INTEGUMENTARY: No rash or itching. Denies wounds or lesions.
OBJECTIVE
Vital signs– Temp: 98.1 F, HR 65 bpm, BP 118/76, RR 18 resp/min, O2 sat 98% on room air
Exam:
CONSTITUTIONAL: This is a well-developed, well-nourished, adult male. No acute distress.
NEUROLOGICAL: Patient alert, orientated, memory intact.
LUNGS: Respirations even and unlabored, chest expansion symmetrical. Lung sounds clear in all lobes, no wheezing, crackles, or adventitious breath sounds.
HEART: Rate and rhythm regular. No cardiac murmur, click, or rub noted.
ABDOMEN: Soft, nontender. Bowel sounds active in all four quadrants.
MUSCULOSKELETAL/EXTREMITIES: Extremities are intact, no redness or edema noted of upper or lower extremity.
INTEGUMENTARY: Skin pink, dry, warm to touch. No rash, wounds, lesions noted on visible skin.

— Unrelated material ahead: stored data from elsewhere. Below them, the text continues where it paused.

//! Shared test doubles for the scroll integration tests

#![allow(dead_code)]

use std::sync::{Arc, Mutex};

use blinc_animation::{SchedulerHandle, TickerProvider};
use blinc_scroll::{
    AxisDirection, PositionOptions, ScrollContext, ScrollNotification, ScrollPhysics,
    ScrollPositionWithSingleContext, SharedScrollPosition, StorageContext,
};
use tracing_subscriber::EnvFilter;

pub const FRAME: f64 = 1.0 / 60.0;

/// Route `tracing` output through the test harness; `RUST_LOG` selects levels
pub fn init_tracing() {
    let _ = tracing_subscriber::fmt()
        .with_env_filter(EnvFilter::from_default_env())
        .with_test_writer()
        .try_init();
}

/// A scrollable view that records everything the position tells it
pub struct RecordingContext {
    pub axis_direction: AxisDirection,
    vsync: SchedulerHandle,
    storage: Option<StorageContext>,
    notifications: Mutex<Vec<ScrollNotification>>,
    ignore_pointer: Mutex<Vec<bool>>,
    can_drag: Mutex<Option<bool>>,
}

impl RecordingContext {
    pub fn new(vsync: SchedulerHandle) -> Arc<Self> {
        Self::build(vsync, AxisDirection::Down, None)
    }

    pub fn with_storage(vsync: SchedulerHandle, storage: StorageContext) -> Arc<Self> {
        Self::build(vsync, AxisDirection::Down, Some(storage))
    }

    pub fn reversed(vsync: SchedulerHandle) -> Arc<Self> {
        Self::build(vsync, AxisDirection::Up, None)
    }

    fn build(vsync: SchedulerHandle, axis_direction: AxisDirection, storage: Option<StorageContext>) -> Arc<Self> {
        Arc::new(Self {
            axis_direction,
            vsync,
            storage,
            notifications: Mutex::new(Vec::new()),
            ignore_pointer: Mutex::new(Vec::new()),
            can_drag: Mutex::new(None),
        })
    }

    /// Drain the notifications recorded so far
    pub fn take(&self) -> Vec<ScrollNotification> {
        std::mem::take(&mut *self.notifications.lock().unwrap())
    }

    pub fn ignore_pointer_calls(&self) -> Vec<bool> {
        self.ignore_pointer.lock().unwrap().clone()
    }

    pub fn can_drag(&self) -> Option<bool> {
        *self.can_drag.lock().unwrap()
    }
}

impl ScrollContext for RecordingContext {
    fn axis_direction(&self) -> AxisDirection {
        self.axis_direction
    }

    fn vsync(&self) -> &dyn TickerProvider {
        &self.vsync
    }

    fn set_ignore_pointer(&self, value: bool) {
        self.ignore_pointer.lock().unwrap().push(value);
    }

    fn set_can_drag(&self, value: bool) {
        *self.can_drag.lock().unwrap() = Some(value);
    }

    fn dispatch_notification(&self, notification: &ScrollNotification) {
        self.notifications.lock().unwrap().push(notification.clone());
    }

    fn storage_context(&self) -> Option<StorageContext> {
        self.storage.clone()
    }
}

/// A position over `[0, max]` with a 400 pixel viewport
pub fn laid_out(physics: ScrollPhysics, context: Arc<RecordingContext>, max: f64) -> SharedScrollPosition {
    let position = ScrollPositionWithSingleContext::new(physics, context, PositionOptions::default(), None).unwrap();
    layout(&position, max);
    position
}

pub fn layout(position: &SharedScrollPosition, max: f64) {
    let mut p = position.lock().unwrap();
    p.apply_viewport_dimension(400.0);
    p.apply_content_dimensions(0.0, max).unwrap();
}

pub fn count(notifications: &[ScrollNotification], predicate: fn(&ScrollNotification) -> bool) -> usize {
    notifications.iter().filter(|n| predicate(n)).count()
}
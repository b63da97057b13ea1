//! Products command implementation.

use crate::error::Result;
use crate::output::Formatter;
use herbsafe_catalog::ProductCatalog;

/// Execute the products command.
pub fn execute_products(catalog: &ProductCatalog, formatter: &Formatter) -> Result<()> {
    println!("{}", formatter.format_products(catalog)?);
    Ok(())
}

PSYCHOSOCIAL: Calm and cooperative, interacts appropriately with staff.
Diagnostic test:
Fasting lipid panel: Total cholesterol 160, triglycerides 130, HDL 60, LDL 80
ASSESSMENT:
Essential hypertension- controlled
Hyperlipidemia- controlled
PLAN:
Lipid panel stable. Blood pressure at goal. Refills of lisinopril 10mg daily and atorvastatin 20mg daily sent to Pharm Pharmacy. We discussed DASH diet and importance of exercise for management of HTN and hyperlipidemia. Follow-up in 6 months or sooner if needed. Patient verbalizes understanding regarding plan of care and all questions answered.